**WHAT IS REQUIRED**
Each line in the entries below that holds the word "library" belongs in the answer.

**MATERIAL FOR THIS EXERCISE**
━━━

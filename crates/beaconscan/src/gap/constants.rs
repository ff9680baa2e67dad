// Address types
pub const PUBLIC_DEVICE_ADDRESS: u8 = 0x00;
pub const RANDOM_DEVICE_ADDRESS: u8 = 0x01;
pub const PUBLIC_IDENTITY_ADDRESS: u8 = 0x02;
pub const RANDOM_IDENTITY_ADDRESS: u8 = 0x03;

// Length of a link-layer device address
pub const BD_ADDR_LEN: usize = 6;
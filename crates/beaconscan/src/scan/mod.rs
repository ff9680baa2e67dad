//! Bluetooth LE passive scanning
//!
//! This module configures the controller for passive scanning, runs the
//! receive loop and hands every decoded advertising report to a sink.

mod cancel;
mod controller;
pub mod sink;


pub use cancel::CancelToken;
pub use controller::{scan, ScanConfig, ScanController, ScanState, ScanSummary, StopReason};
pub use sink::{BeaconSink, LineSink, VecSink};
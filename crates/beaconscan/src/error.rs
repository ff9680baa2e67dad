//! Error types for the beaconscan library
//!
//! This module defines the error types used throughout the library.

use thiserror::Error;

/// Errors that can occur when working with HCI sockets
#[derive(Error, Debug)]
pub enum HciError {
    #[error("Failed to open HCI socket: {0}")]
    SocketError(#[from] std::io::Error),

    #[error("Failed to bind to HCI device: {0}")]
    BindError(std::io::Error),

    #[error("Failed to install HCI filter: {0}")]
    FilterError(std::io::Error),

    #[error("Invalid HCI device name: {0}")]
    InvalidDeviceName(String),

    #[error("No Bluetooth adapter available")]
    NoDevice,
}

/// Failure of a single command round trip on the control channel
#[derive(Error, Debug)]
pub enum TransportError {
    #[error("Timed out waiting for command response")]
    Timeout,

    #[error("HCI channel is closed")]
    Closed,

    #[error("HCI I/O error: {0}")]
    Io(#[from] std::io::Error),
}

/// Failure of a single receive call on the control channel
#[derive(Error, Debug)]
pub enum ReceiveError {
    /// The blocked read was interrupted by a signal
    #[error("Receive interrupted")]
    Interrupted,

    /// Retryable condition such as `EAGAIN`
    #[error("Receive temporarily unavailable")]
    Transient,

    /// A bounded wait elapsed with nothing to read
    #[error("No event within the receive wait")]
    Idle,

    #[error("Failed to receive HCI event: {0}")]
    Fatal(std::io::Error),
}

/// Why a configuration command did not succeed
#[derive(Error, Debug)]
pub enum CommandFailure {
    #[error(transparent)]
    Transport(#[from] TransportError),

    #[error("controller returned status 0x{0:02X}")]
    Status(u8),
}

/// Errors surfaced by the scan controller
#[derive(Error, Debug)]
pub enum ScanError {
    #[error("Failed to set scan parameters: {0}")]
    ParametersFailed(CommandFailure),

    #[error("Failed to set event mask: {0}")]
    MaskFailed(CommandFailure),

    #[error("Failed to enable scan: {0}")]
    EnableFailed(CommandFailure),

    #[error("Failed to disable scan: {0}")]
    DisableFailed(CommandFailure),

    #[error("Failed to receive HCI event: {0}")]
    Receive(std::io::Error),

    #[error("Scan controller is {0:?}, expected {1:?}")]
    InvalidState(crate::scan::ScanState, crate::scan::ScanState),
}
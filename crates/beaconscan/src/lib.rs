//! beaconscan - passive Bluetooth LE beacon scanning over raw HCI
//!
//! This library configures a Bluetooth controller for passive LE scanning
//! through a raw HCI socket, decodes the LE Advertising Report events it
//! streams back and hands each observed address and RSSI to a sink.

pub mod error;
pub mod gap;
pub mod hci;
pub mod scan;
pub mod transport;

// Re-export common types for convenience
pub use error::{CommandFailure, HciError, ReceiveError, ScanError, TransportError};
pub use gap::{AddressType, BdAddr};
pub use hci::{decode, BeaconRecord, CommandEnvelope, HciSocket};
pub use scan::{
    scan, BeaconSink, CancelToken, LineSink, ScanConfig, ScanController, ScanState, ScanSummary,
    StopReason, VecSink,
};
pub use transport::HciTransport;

━━━

**REPLY TO THE TASK**
//! Error types for the beaconscan library
//! This module defines the error types used throughout the library.
//! This library configures a Bluetooth controller for passive LE scanning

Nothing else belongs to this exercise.